Production taxes. Production taxes decreased to $1.3 million for the six months ended June 30, 2009 from $5.4 million for the same period in 2008 primarily due to lower production from fields in state waters of Texas and Louisiana and lower realized prices on sales of our oil and natural gas. Most of our production is from federal waters where there are no production taxes.

Gathering and transportation costs. Gathering and transportation costs decreased to $6.4 million for the six months ended June 30, 2009 from $11.4 million for the same period in 2008 primarily due to lower production volumes of oil and natural gas.

Depreciation, depletion, amortization and accretion.
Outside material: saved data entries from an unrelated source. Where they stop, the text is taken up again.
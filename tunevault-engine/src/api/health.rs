//! Health check endpoint

use crate::AppState;
use axum::extract::State;
use axum::Json;
use serde_json::{json, Value};

/// GET /health
pub async fn health(State(state): State<AppState>) -> Json<Value> {
    Json(json!({
        "status": "ok",
        "service": "tunevault-engine",
        "version": env!("CARGO_PKG_VERSION"),
        "active_workers": state.manager.active_workers(),
        "max_concurrent": state.manager.current_max_concurrent(),
    }))
}
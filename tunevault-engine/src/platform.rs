//! Video platform API client
//!
//! Thin wrapper over the public JSON API exposed by the video platform's
//! proxy instances (search, playlist pagination, stream metadata). All
//! requests go through the single shared HTTP client so connection pooling
//! and timeouts are uniform across the engine.

use anyhow::{anyhow, Result};
use serde::Deserialize;
use tracing::debug;

/// One search result from the platform
#[derive(Debug, Clone, Deserialize)]
#[serde(rename_all = "camelCase")]
pub struct SearchItem {
    /// Relative watch URL, e.g. "/watch?v=abc123"
    pub url: String,
    pub title: String,
    #[serde(default)]
    pub uploader_name: String,
    #[serde(default)]
    pub duration: i64,
    #[serde(default)]
    pub thumbnail: String,
    #[serde(default)]
    pub is_short: bool,
}

impl SearchItem {
    /// Extract the bare video id from the watch URL.
    pub fn video_id(&self) -> Option<String> {
        extract_video_id(&self.url)
    }

    /// Short-form content lives under a dedicated URL prefix.
    pub fn is_short_form_url(&self) -> bool {
        self.url.contains("/shorts/")
    }
}

#[derive(Debug, Deserialize)]
struct SearchResponse {
    #[serde(default)]
    items: Vec<SearchItem>,
}

/// One entry of a playlist page
#[derive(Debug, Clone, Deserialize)]
#[serde(rename_all = "camelCase")]
pub struct PlaylistEntry {
    pub url: String,
    pub title: String,
    #[serde(default)]
    pub uploader_name: String,
    #[serde(default)]
    pub duration: i64,
    #[serde(default)]
    pub thumbnail: String,
}

impl PlaylistEntry {
    pub fn video_id(&self) -> Option<String> {
        extract_video_id(&self.url)
    }
}

/// One page of playlist entries plus the continuation token
#[derive(Debug, Deserialize)]
#[serde(rename_all = "camelCase")]
pub struct PlaylistPage {
    #[serde(default)]
    pub related_streams: Vec<PlaylistEntry>,
    #[serde(default)]
    pub nextpage: Option<String>,
}

/// A single media stream advertised for a video
#[derive(Debug, Clone, Deserialize)]
#[serde(rename_all = "camelCase")]
pub struct StreamEntry {
    pub url: String,
    #[serde(default)]
    pub bitrate: i64,
    #[serde(default)]
    pub mime_type: String,
}

/// Stream metadata for one video id
#[derive(Debug, Deserialize)]
#[serde(rename_all = "camelCase")]
pub struct StreamsResponse {
    #[serde(default)]
    pub audio_streams: Vec<StreamEntry>,
    #[serde(default)]
    pub video_streams: Vec<StreamEntry>,
}

/// Video platform API client bound to a primary instance
#[derive(Clone)]
pub struct PlatformClient {
    http: reqwest::Client,
    instance: String,
}

impl PlatformClient {
    pub fn new(http: reqwest::Client, instance: impl Into<String>) -> Self {
        Self {
            http,
            instance: instance.into(),
        }
    }

    pub fn instance(&self) -> &str {
        &self.instance
    }

    /// Full-text video search.
    pub async fn search(&self, query: &str) -> Result<Vec<SearchItem>> {
        debug!(query = %query, "platform search");

        let response: SearchResponse = self
            .http
            .get(format!("{}/search", self.instance))
            .query(&[("q", query), ("filter", "videos")])
            .send()
            .await?
            .error_for_status()?
            .json()
            .await?;

        Ok(response.items)
    }

    /// First page of a playlist.
    pub async fn playlist(&self, playlist_id: &str) -> Result<PlaylistPage> {
        let page: PlaylistPage = self
            .http
            .get(format!("{}/playlists/{}", self.instance, playlist_id))
            .send()
            .await?
            .error_for_status()?
            .json()
            .await?;

        Ok(page)
    }

    /// Continuation page of a playlist.
    pub async fn playlist_next(&self, playlist_id: &str, nextpage: &str) -> Result<PlaylistPage> {
        let page: PlaylistPage = self
            .http
            .get(format!(
                "{}/nextpage/playlists/{}",
                self.instance, playlist_id
            ))
            .query(&[("nextpage", nextpage)])
            .send()
            .await?
            .error_for_status()?
            .json()
            .await?;

        Ok(page)
    }

    /// Stream metadata from an arbitrary instance (primary or mirror).
    pub async fn streams_from(&self, instance: &str, video_id: &str) -> Result<StreamsResponse> {
        let response = self
            .http
            .get(format!("{instance}/streams/{video_id}"))
            .send()
            .await?;

        if !response.status().is_success() {
            return Err(anyhow!(
                "stream metadata request failed with {}",
                response.status()
            ));
        }

        Ok(response.json().await?)
    }
}

/// Pull a video id out of a watch URL or bare id.
pub fn extract_video_id(url: &str) -> Option<String> {
    if let Some(idx) = url.find("v=") {
        let rest = &url[idx + 2..];
        let end = rest.find('&').unwrap_or(rest.len());
        let id = &rest[..end];
        return (!id.is_empty()).then(|| id.to_string());
    }
    if let Some(idx) = url.rfind("/shorts/").map(|i| i + "/shorts/".len()) {
        let id = url[idx..].split(['?', '&']).next().unwrap_or("");
        return (!id.is_empty()).then(|| id.to_string());
    }
    if let Some(idx) = url.rfind("youtu.be/").map(|i| i + "youtu.be/".len()) {
        let id = url[idx..].split(['?', '&']).next().unwrap_or("");
        return (!id.is_empty()).then(|| id.to_string());
    }
    // A bare 11-character id passes through unchanged.
    if !url.contains('/') && !url.contains('=') && !url.is_empty() {
        return Some(url.to_string());
    }
    None
}
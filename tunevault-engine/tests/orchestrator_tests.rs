//! Batch manager state-machine and recovery tests
//!
//! These drive the real manager against a file-backed store but never touch
//! the network: only transitions, derived state, the action gateway, and
//! the recovery pass are exercised.

use std::sync::Arc;
use tempfile::TempDir;
use tunevault_common::config::TomlConfig;
use tunevault_common::types::{BatchState, SourcePlatform, TrackStatus};
use tunevault_engine::db;
use tunevault_engine::extractor::TrackCandidate;
use tunevault_engine::models::{Batch, Track};
use tunevault_engine::orchestrator::{BatchManager, TrackAction, MAX_CONCURRENT, MIN_CONCURRENT};
use tunevault_engine::AppState;

struct Harness {
    _dir: TempDir,
    state: AppState,
}

impl Harness {
    fn manager(&self) -> &Arc<BatchManager> {
        &self.state.manager
    }
}

async fn harness() -> Harness {
    let dir = TempDir::new().unwrap();
    let pool = db::init_pool(&dir.path().join("engine.db")).await.unwrap();
    let music_dir = dir.path().join("Music");
    std::fs::create_dir_all(&music_dir).unwrap();
    // Point the platform at a dead local port so stray prefetches fail
    // fast instead of reaching out to a real instance.
    let config = TomlConfig {
        api_instance: Some("http://127.0.0.1:9".to_string()),
        mirror_instances: Some(Vec::new()),
        ..Default::default()
    };
    let state = AppState::new(pool, &config, music_dir);
    Harness { _dir: dir, state }
}

fn candidate(title: &str) -> TrackCandidate {
    TrackCandidate {
        title: title.to_string(),
        artist: "Artist".to_string(),
        duration_seconds: Some(180),
        thumbnail_url: None,
        source_video_id: None,
    }
}

async fn seed_tracks(state: &AppState, titles: &[&str]) -> (Batch, Vec<Track>) {
    let batch = Batch::new("https://example.com/playlist/t", SourcePlatform::Catalog);
    db::batches::insert_batch(&state.db, &batch).await.unwrap();

    let tracks: Vec<Track> = titles
        .iter()
        .map(|t| Track::from_candidate(batch.id, SourcePlatform::Catalog, &candidate(t)))
        .collect();
    db::tracks::insert_tracks_bulk(&state.db, &tracks).await.unwrap();
    db::batches::set_batch_total(&state.db, batch.id, tracks.len() as i64)
        .await
        .unwrap();

    (batch, tracks)
}

#[tokio::test]
async fn legal_transition_persists() {
    let h = harness().await;
    let (_, tracks) = seed_tracks(&h.state, &["A"]).await;
    let id = tracks[0].id;

    let updated = h.manager().transition(id, TrackStatus::Queued).await;
    assert_eq!(updated.unwrap().status, TrackStatus::Queued);

    let stored = db::tracks::get_track(&h.state.db, id).await.unwrap().unwrap();
    assert_eq!(stored.status, TrackStatus::Queued);
}

#[tokio::test]
async fn illegal_transition_is_a_silent_noop() {
    let h = harness().await;
    let (_, tracks) = seed_tracks(&h.state, &["A"]).await;
    let id = tracks[0].id;

    // EXTRACTED -> DOWNLOADING is not in the table.
    assert!(h
        .manager()
        .transition(id, TrackStatus::Downloading)
        .await
        .is_none());

    let stored = db::tracks::get_track(&h.state.db, id).await.unwrap().unwrap();
    assert_eq!(stored.status, TrackStatus::Extracted);

    // Terminal state stays terminal.
    for step in [
        TrackStatus::Queued,
        TrackStatus::Dispatching,
        TrackStatus::Downloading,
        TrackStatus::Completed,
    ] {
        h.manager().transition(id, step).await;
    }
    assert!(h
        .manager()
        .transition(id, TrackStatus::Queued)
        .await
        .is_none());
    let stored = db::tracks::get_track(&h.state.db, id).await.unwrap().unwrap();
    assert_eq!(stored.status, TrackStatus::Completed);
}

#[tokio::test]
async fn requeue_resets_byte_counters() {
    let h = harness().await;
    let (_, tracks) = seed_tracks(&h.state, &["A"]).await;
    let id = tracks[0].id;

    for step in [
        TrackStatus::Queued,
        TrackStatus::Dispatching,
        TrackStatus::Downloading,
    ] {
        h.manager().transition(id, step).await.unwrap();
    }
    db::tracks::set_track_progress(&h.state.db, id, 5000, 10000)
        .await
        .unwrap();

    h.manager().transition(id, TrackStatus::Queued).await.unwrap();

    let stored = db::tracks::get_track(&h.state.db, id).await.unwrap().unwrap();
    assert_eq!(stored.bytes_downloaded, 0);
    assert_eq!(stored.total_bytes, 0);
}

#[tokio::test]
async fn batch_state_follows_track_multiset() {
    let h = harness().await;
    let (batch, tracks) = seed_tracks(&h.state, &["A", "B", "C"]).await;

    // One track completes, the rest stay queued: batch keeps downloading.
    for track in &tracks {
        h.manager().transition(track.id, TrackStatus::Queued).await;
    }
    for step in [
        TrackStatus::Dispatching,
        TrackStatus::Downloading,
        TrackStatus::Completed,
    ] {
        h.manager().transition(tracks[0].id, step).await;
    }

    let stored = db::batches::get_batch(&h.state.db, batch.id).await.unwrap().unwrap();
    assert_eq!(stored.state, BatchState::Downloading);
    assert_eq!(stored.completed_count, 1);
    assert_eq!(stored.failed_count, 0);

    // Everything terminal: batch completes.
    for track in &tracks[1..] {
        for step in [
            TrackStatus::Dispatching,
            TrackStatus::Downloading,
            TrackStatus::Completed,
        ] {
            h.manager().transition(track.id, step).await;
        }
    }
    let stored = db::batches::get_batch(&h.state.db, batch.id).await.unwrap().unwrap();
    assert_eq!(stored.state, BatchState::Completed);
    assert_eq!(stored.completed_count, 3);
}

#[tokio::test]
async fn low_confidence_parks_batch_for_the_operator() {
    let h = harness().await;
    let (batch, tracks) = seed_tracks(&h.state, &["A", "B"]).await;

    // A completes, B lands in low confidence.
    for step in [
        TrackStatus::Queued,
        TrackStatus::Dispatching,
        TrackStatus::Downloading,
        TrackStatus::Completed,
    ] {
        h.manager().transition(tracks[0].id, step).await;
    }
    h.manager()
        .transition(tracks[1].id, TrackStatus::Matching)
        .await
        .unwrap();
    h.manager()
        .transition(tracks[1].id, TrackStatus::MatchedLowConfidence)
        .await
        .unwrap();

    let stored = db::batches::get_batch(&h.state.db, batch.id).await.unwrap().unwrap();
    assert_eq!(stored.state, BatchState::AwaitingUser);
}

#[tokio::test]
async fn accept_action_routes_track_back_to_queue() {
    let h = harness().await;
    let (_, tracks) = seed_tracks(&h.state, &["A"]).await;
    let id = tracks[0].id;

    h.manager().transition(id, TrackStatus::Matching).await.unwrap();
    h.manager()
        .transition(id, TrackStatus::MatchedLowConfidence)
        .await
        .unwrap();

    let response = h
        .manager()
        .action(id, TrackAction::Accept, Some("vid42".to_string()))
        .await;
    assert!(response.success, "{:?}", response.error);

    let stored = db::tracks::get_track(&h.state.db, id).await.unwrap().unwrap();
    assert_eq!(stored.status, TrackStatus::Queued);
    assert_eq!(stored.source_video_id.as_deref(), Some("vid42"));
    assert_eq!(stored.match_confidence, Some(1.0));
}

#[tokio::test]
async fn accept_without_video_id_is_rejected() {
    let h = harness().await;
    let (_, tracks) = seed_tracks(&h.state, &["A"]).await;
    let id = tracks[0].id;

    h.manager().transition(id, TrackStatus::Matching).await.unwrap();
    h.manager()
        .transition(id, TrackStatus::MatchedLowConfidence)
        .await
        .unwrap();

    let response = h.manager().action(id, TrackAction::Accept, None).await;
    assert!(!response.success);

    // Row untouched.
    let stored = db::tracks::get_track(&h.state.db, id).await.unwrap().unwrap();
    assert_eq!(stored.status, TrackStatus::MatchedLowConfidence);
}

#[tokio::test]
async fn manual_action_parks_track() {
    let h = harness().await;
    let (_, tracks) = seed_tracks(&h.state, &["A"]).await;
    let id = tracks[0].id;

    h.manager().transition(id, TrackStatus::Matching).await.unwrap();
    h.manager()
        .transition(id, TrackStatus::MatchedLowConfidence)
        .await
        .unwrap();

    let response = h.manager().action(id, TrackAction::Manual, None).await;
    assert!(response.success);

    let stored = db::tracks::get_track(&h.state.db, id).await.unwrap().unwrap();
    assert_eq!(stored.status, TrackStatus::MatchingManual);

    // Accept works from the manual state too.
    let response = h
        .manager()
        .action(id, TrackAction::Accept, Some("vid7".to_string()))
        .await;
    assert!(response.success);
}

#[tokio::test]
async fn action_on_unknown_track_fails_cleanly() {
    let h = harness().await;
    let response = h
        .manager()
        .action(uuid::Uuid::new_v4(), TrackAction::Manual, None)
        .await;
    assert!(!response.success);
}

#[tokio::test]
async fn recovery_requeues_stalled_tracks_and_removes_artifacts() {
    let h = harness().await;
    let (_, tracks) = seed_tracks(&h.state, &["A", "B", "C"]).await;

    // A mid-download, B mid-dispatch, C completed in a "previous life".
    for (track, steps) in [
        (
            &tracks[0],
            &[
                TrackStatus::Queued,
                TrackStatus::Dispatching,
                TrackStatus::Downloading,
            ][..],
        ),
        (&tracks[1], &[TrackStatus::Queued, TrackStatus::Dispatching][..]),
        (
            &tracks[2],
            &[
                TrackStatus::Queued,
                TrackStatus::Dispatching,
                TrackStatus::Downloading,
                TrackStatus::Completed,
            ][..],
        ),
    ] {
        for step in steps {
            h.manager().transition(track.id, *step).await.unwrap();
        }
    }

    // Leave download leftovers for track A.
    let final_path = h.state.music_dir.join("A.opus");
    let tmp_path = h.state.music_dir.join("A.opus.tmp");
    let seg_path = h.state.music_dir.join("A.opus.tmp.seg0");
    std::fs::write(&final_path, b"partial").unwrap();
    std::fs::write(&tmp_path, b"partial").unwrap();
    std::fs::write(&seg_path, b"seg").unwrap();
    db::tracks::set_track_output_path(&h.state.db, tracks[0].id, &final_path.to_string_lossy())
        .await
        .unwrap();

    h.manager().recover().await;

    for id in [tracks[0].id, tracks[1].id] {
        let stored = db::tracks::get_track(&h.state.db, id).await.unwrap().unwrap();
        assert_eq!(stored.status, TrackStatus::Queued);
        assert_eq!(stored.bytes_downloaded, 0);
    }
    // Completed rows are untouched.
    let done = db::tracks::get_track(&h.state.db, tracks[2].id)
        .await
        .unwrap()
        .unwrap();
    assert_eq!(done.status, TrackStatus::Completed);

    assert!(!final_path.exists());
    assert!(!tmp_path.exists());
    assert!(!seg_path.exists());
    assert_eq!(h.manager().active_workers(), 0);
}

#[tokio::test]
async fn concurrency_governor_stays_in_bounds() {
    let h = harness().await;
    let manager = h.manager();

    assert_eq!(manager.current_max_concurrent(), MAX_CONCURRENT);
    assert!(MIN_CONCURRENT <= manager.current_max_concurrent());

    // Ramp tick without a recent success must not push past the ceiling.
    manager.ramp_up_tick();
    assert_eq!(manager.current_max_concurrent(), MAX_CONCURRENT);
}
DD&A decreased to $176.1 million for the six months ended June 30, 2009 from $299.3 million for the same period in 2008. DD&A decreased due to lower volumes of oil and natural gas produced and a lower depreciable base (resulting from ceiling test impairments of $1.2 billion and $205.0 million recognized in 2008 and the first quarter of 2009, respectively, and a reduction of our asset retirement obligations of $75.2 million from the sale of certain assets), partially offset by lower oil and natural gas reserves, compared to 2008. On a per Mcfe basis, DD&A was $3.81 for the six months ended June 30, 2009, compared to $4.85 for the same period in 2008.
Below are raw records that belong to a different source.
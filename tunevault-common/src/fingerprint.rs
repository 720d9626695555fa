//! Text normalization and track fingerprinting
//!
//! A fingerprint identifies "the same song" across catalogs whose titles
//! differ only in decoration: bracketed qualifiers, feat. credits, quality
//! tags, punctuation. Durations are fuzzed into 5-second buckets so that
//! slightly different catalog durations still collide.

use once_cell::sync::Lazy;
use regex::Regex;
use sha2::{Digest, Sha256};

/// Duration bucket width in seconds
const DURATION_BUCKET_SECS: f64 = 5.0;

/// Maximum length of a generated file name (without extension)
const MAX_FILENAME_LEN: usize = 80;

/// Whole-word tokens dropped from titles and artists during sanitization
const STOP_WORDS: &[&str] = &[
    "feat",
    "ft",
    "official",
    "video",
    "audio",
    "remastered",
    "lyrics",
    "hq",
    "hd",
];

static BRACKETED: Lazy<Regex> = Lazy::new(|| Regex::new(r"\([^()]*\)|\[[^\[\]]*\]").unwrap());

static HIGH_QUALITY: Lazy<Regex> = Lazy::new(|| Regex::new(r"\bhigh\s+quality\b").unwrap());

/// Normalize free-form title/artist text for matching and fingerprinting.
///
/// Lowercases, removes `(...)` and `[...]` segments, drops stop-list words,
/// strips everything but alphanumerics and whitespace, and collapses
/// whitespace. Idempotent: `sanitize(sanitize(x)) == sanitize(x)`.
pub fn sanitize(text: &str) -> String {
    let mut s = text.to_lowercase();

    // Bracketed segments can nest one level deep in the wild; strip until
    // the pattern stops matching.
    loop {
        let stripped = BRACKETED.replace_all(&s, " ").into_owned();
        if stripped == s {
            break;
        }
        s = stripped;
    }

    let s = HIGH_QUALITY.replace_all(&s, " ");

    let s: String = s
        .chars()
        .map(|c| {
            if c.is_alphanumeric() || c.is_whitespace() {
                c
            } else {
                ' '
            }
        })
        .collect();

    s.split_whitespace()
        .filter(|word| !STOP_WORDS.contains(word))
        .collect::<Vec<_>>()
        .join(" ")
}

/// Round a duration into its 5-second bucket.
pub fn duration_bucket(duration_seconds: i64) -> i64 {
    ((duration_seconds as f64 / DURATION_BUCKET_SECS).round() * DURATION_BUCKET_SECS) as i64
}

/// Stable 256-bit digest over normalized (title, artist, duration bucket).
///
/// Deterministic across processes; the only inputs are the sanitized texts
/// and the bucketed duration, joined with `|`.
pub fn fingerprint(title: &str, artist: &str, duration_seconds: Option<i64>) -> String {
    let mut input = format!("{}|{}", sanitize(title), sanitize(artist));
    if let Some(duration) = duration_seconds {
        input.push('|');
        input.push_str(&duration_bucket(duration).to_string());
    }

    let mut hasher = Sha256::new();
    hasher.update(input.as_bytes());
    let digest = hasher.finalize();
    digest.iter().map(|b| format!("{b:02x}")).collect()
}

/// Reduce a track title to a safe file name: keep `[A-Za-z0-9 _-]`, trim,
/// truncate to 80 characters.
pub fn sanitize_filename(name: &str) -> String {
    let kept: String = name
        .chars()
        .filter(|c| c.is_ascii_alphanumeric() || *c == ' ' || *c == '_' || *c == '-')
        .collect();
    let trimmed = kept.trim();
    let mut out: String = trimmed.chars().take(MAX_FILENAME_LEN).collect();
    while out.ends_with(' ') {
        out.pop();
    }
    if out.is_empty() {
        out.push_str("untitled");
    }
    out
}

/// Format a byte count as a human-readable string.
pub fn human_size(bytes: u64) -> String {
    let mut value = bytes as f64;
    for unit in ["B", "KB", "MB", "GB"] {
        if value < 1024.0 {
            return format!("{value:.1} {unit}");
        }
        value /= 1024.0;
    }
    format!("{value:.1} TB")
}

#[cfg(test)]
mod tests {
    use super::*;

    #[test]
    fn sanitize_strips_decoration() {
        assert_eq!(
            sanitize("Bohemian Rhapsody (Official Video) [Remastered]"),
            "bohemian rhapsody"
        );
        assert_eq!(sanitize("Song!!! feat. Somebody"), "song somebody");
        assert_eq!(sanitize("Track HQ High Quality"), "track");
    }

    #[test]
    fn sanitize_is_idempotent() {
        for input in [
            "Bohemian Rhapsody (Official Video)",
            "  weird   spacing\tand-punct!  ",
            "ft official audio lyrics",
            "",
        ] {
            let once = sanitize(input);
            assert_eq!(sanitize(&once), once);
        }
    }

    #[test]
    fn fingerprint_is_deterministic() {
        let a = fingerprint("Bohemian Rhapsody", "Queen", Some(354));
        let b = fingerprint("Bohemian Rhapsody", "Queen", Some(354));
        assert_eq!(a, b);
        assert_eq!(a.len(), 64);
    }

    #[test]
    fn fingerprint_fuzzes_duration_into_buckets() {
        // 353..=357 all round to the 355 bucket
        let base = fingerprint("Song", "Artist", Some(355));
        assert_eq!(fingerprint("Song", "Artist", Some(353)), base);
        assert_eq!(fingerprint("Song", "Artist", Some(357)), base);
        assert_ne!(fingerprint("Song", "Artist", Some(350)), base);
    }

    #[test]
    fn fingerprint_bucketing_is_idempotent() {
        let raw = 233;
        let bucket = duration_bucket(raw);
        assert_eq!(duration_bucket(bucket), bucket);
        assert_eq!(
            fingerprint("Song", "Artist", Some(raw)),
            fingerprint("Song", "Artist", Some(bucket))
        );
    }

    #[test]
    fn fingerprint_without_duration_differs() {
        assert_ne!(
            fingerprint("Song", "Artist", None),
            fingerprint("Song", "Artist", Some(200))
        );
    }

    #[test]
    fn filename_keeps_only_safe_chars() {
        assert_eq!(sanitize_filename("A/B\\C: D*E?"), "ABC DE");
        assert_eq!(sanitize_filename("  plain name  "), "plain name");
        assert_eq!(sanitize_filename("///"), "untitled");
    }

    #[test]
    fn filename_truncates_to_eighty() {
        let long = "x".repeat(200);
        assert_eq!(sanitize_filename(&long).len(), 80);
    }

    #[test]
    fn human_size_formats_units() {
        assert_eq!(human_size(512), "512.0 B");
        assert_eq!(human_size(2048), "2.0 KB");
        assert_eq!(human_size(5 * 1024 * 1024), "5.0 MB");
    }
}
//! Config error-message, atomic-write-safety, and layout integration tests.

use assert_fs::prelude::*;
use predicates::prelude::predicate;
use pressync_core::{
    config::{self, SiteConfig},
    ConfigError, ContentKind,
};
use std::fs;
use std::path::PathBuf;

// ---------------------------------------------------------------------------
// 1. Load
// ---------------------------------------------------------------------------

#[test]
fn load_missing_config_returns_defaults() {
    let root = assert_fs::TempDir::new().expect("tempdir");
    let loaded = config::load_at(root.path()).expect("load");
    assert_eq!(loaded.posts_dir, PathBuf::from("posts"));
    assert_eq!(loaded.media_dir, PathBuf::from("media"));
    assert!(loaded.site_url.is_empty());
}

#[test]
fn load_corrupt_yaml_returns_parse_error_with_path() {
    let root = assert_fs::TempDir::new().expect("tempdir");
    root.child("pressync.yaml")
        .write_str(": : corrupt : yaml : !!!\n  - broken: [unclosed")
        .expect("write");

    let err = config::load_at(root.path()).unwrap_err();
    assert!(matches!(err, ConfigError::Parse { .. }), "got: {err}");
    assert!(err.to_string().contains("pressync.yaml"), "got: {err}");
}

#[test]
fn load_partial_config_fills_defaults() {
    let root = assert_fs::TempDir::new().expect("tempdir");
    root.child("pressync.yaml")
        .write_str("site_url: https://blog.example.com\nposts_dir: content/posts\n")
        .expect("write");

    let loaded = config::load_at(root.path()).expect("load");
    assert_eq!(loaded.site_url, "https://blog.example.com");
    assert_eq!(
        loaded.content_dir(root.path(), ContentKind::Post),
        root.path().join("content/posts")
    );
    assert_eq!(loaded.media_dir, PathBuf::from("media"));
}

// ---------------------------------------------------------------------------
// 2. Save
// ---------------------------------------------------------------------------

#[test]
fn save_then_load_preserves_fields() {
    let root = assert_fs::TempDir::new().expect("tempdir");
    let config = SiteConfig {
        site_url: "https://blog.example.com".to_string(),
        username: "editor".to_string(),
        state_dir: PathBuf::from(".pressync"),
        ..SiteConfig::default()
    };
    config::save_at(root.path(), &config).expect("save");
    root.child("pressync.yaml").assert(predicate::path::exists());
    root.child("pressync.yaml")
        .assert(predicate::str::contains("site_url: https://blog.example.com"));

    let loaded = config::load_at(root.path()).expect("load");
    assert_eq!(loaded.site_url, config.site_url);
    assert_eq!(loaded.username, config.username);
    assert_eq!(loaded.state_dir, config.state_dir);
}

#[test]
fn save_omits_empty_password() {
    let root = assert_fs::TempDir::new().expect("tempdir");
    config::save_at(root.path(), &SiteConfig::default()).expect("save");
    let yaml = fs::read_to_string(config::config_path_at(root.path())).expect("read");
    assert!(!yaml.contains("password"), "got: {yaml}");
}

#[test]
fn mid_write_crash_leaves_original_intact() {
    let root = assert_fs::TempDir::new().expect("tempdir");
    config::save_at(root.path(), &SiteConfig::default()).expect("save");

    let path = config::config_path_at(root.path());
    let original_bytes = fs::read(&path).expect("read original");

    // Simulate crash: .tmp written but process died before rename
    let tmp = root.path().join("pressync.yaml.tmp");
    fs::write(&tmp, b"CRASH - INCOMPLETE WRITE").expect("write crash tmp");

    let current_bytes = fs::read(&path).expect("read after crash");
    assert_eq!(original_bytes, current_bytes, "original must be unchanged after crash");
    assert!(config::load_at(root.path()).is_ok());
}
//! Local content discovery.

use std::path::Path;

use chrono::{DateTime, Utc};

use pressync_core::ContentItem;

use crate::error::{io_err, SyncError};
use crate::report::Reporter;

/// List the files in `dir` that belong to content kind `T`.
///
/// Only regular files whose extension matches `T::KIND` (ASCII
/// case-insensitive) are returned, sorted by file name. Each item's
/// `modified_at` is the file's mtime. An unreadable directory is fatal; an
/// entry that cannot be inspected or whose name is not UTF-8 is reported
/// and skipped.
pub fn scan<T: ContentItem>(dir: &Path, reporter: &dyn Reporter) -> Result<Vec<T>, SyncError> {
    let extension = T::KIND.extension();
    let mut items = Vec::new();

    for entry in std::fs::read_dir(dir).map_err(|e| io_err(dir, e))? {
        let entry = entry.map_err(|e| io_err(dir, e))?;
        let path = entry.path();

        let matches_kind = path
            .extension()
            .and_then(|ext| ext.to_str())
            .is_some_and(|ext| ext.eq_ignore_ascii_case(extension));
        if !matches_kind {
            continue;
        }

        let name = match entry.file_name().into_string() {
            Ok(name) => name,
            Err(raw) => {
                reporter.warn(&format!(
                    "skipping {}: file name is not valid UTF-8",
                    raw.to_string_lossy()
                ));
                continue;
            }
        };

        // Follows symlinks; a dangling link fails here.
        let modified = match std::fs::metadata(&path) {
            Ok(metadata) if !metadata.is_file() => continue,
            Ok(metadata) => metadata.modified(),
            Err(err) => Err(err),
        };
        let modified = match modified {
            Ok(modified) => modified,
            Err(err) => {
                reporter.warn(&format!("skipping {}: {err}", path.display()));
                continue;
            }
        };

        items.push(T::from_local(name, DateTime::<Utc>::from(modified)));
    }

    items.sort_by(|a, b| a.local_file().cmp(b.local_file()));
    Ok(items)
}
Impairment of oil and natural gas properties. At March 31, 2009, we recorded a ceiling test impairment of our oil and natural gas properties of $205.0 million through application of the full cost ceiling limitation as prescribed by the SEC, primarily as a result of lower natural gas prices at March 31, 2009, as compared to December 31, 2008. We did not have a ceiling test impairment during the six months ended June 30, 2008.

General and administrative expenses. G&A decreased to $22.2 million for the six months ended June 30, 2009 from $23.6 million for the same period in 2008, primarily due to lower incentive compensation and travel expenses, partially offset by higher salaries, fees for professional and contract services and reduced overhead credits billed to joint operators. On a per Mcfe basis, G&A was 0.48 per Mcfe for the six months ended June 30, 2009, compared to 0.38 per Mcfe for the same period in 2008.
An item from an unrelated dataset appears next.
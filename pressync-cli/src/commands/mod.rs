pub mod init;
pub mod status;
pub mod sync;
Derivative loss. For the six months ended June 30, 2009, our derivative loss of $0.9 million consisted of a realized loss of $2.9 million related to our interest rate swap offset by a change in the fair value of our interest rate swap of $2.0 million. For the six months ended June 30, 2008, our derivative loss of $36.1 million consisted of a realized loss of $18.6 million related to our commodity derivative contracts and a change in the fair value of our commodity derivative contracts of $16.7 million. Also included in the 2008 period is a realized loss of $1.1 million related to our interest rate swap offset by a change in the fair value of our interest rate swap of $0.3 million. For additional details about our derivatives, refer to Item 1 Financial Statements – Note 7 – Derivative Financial Instruments.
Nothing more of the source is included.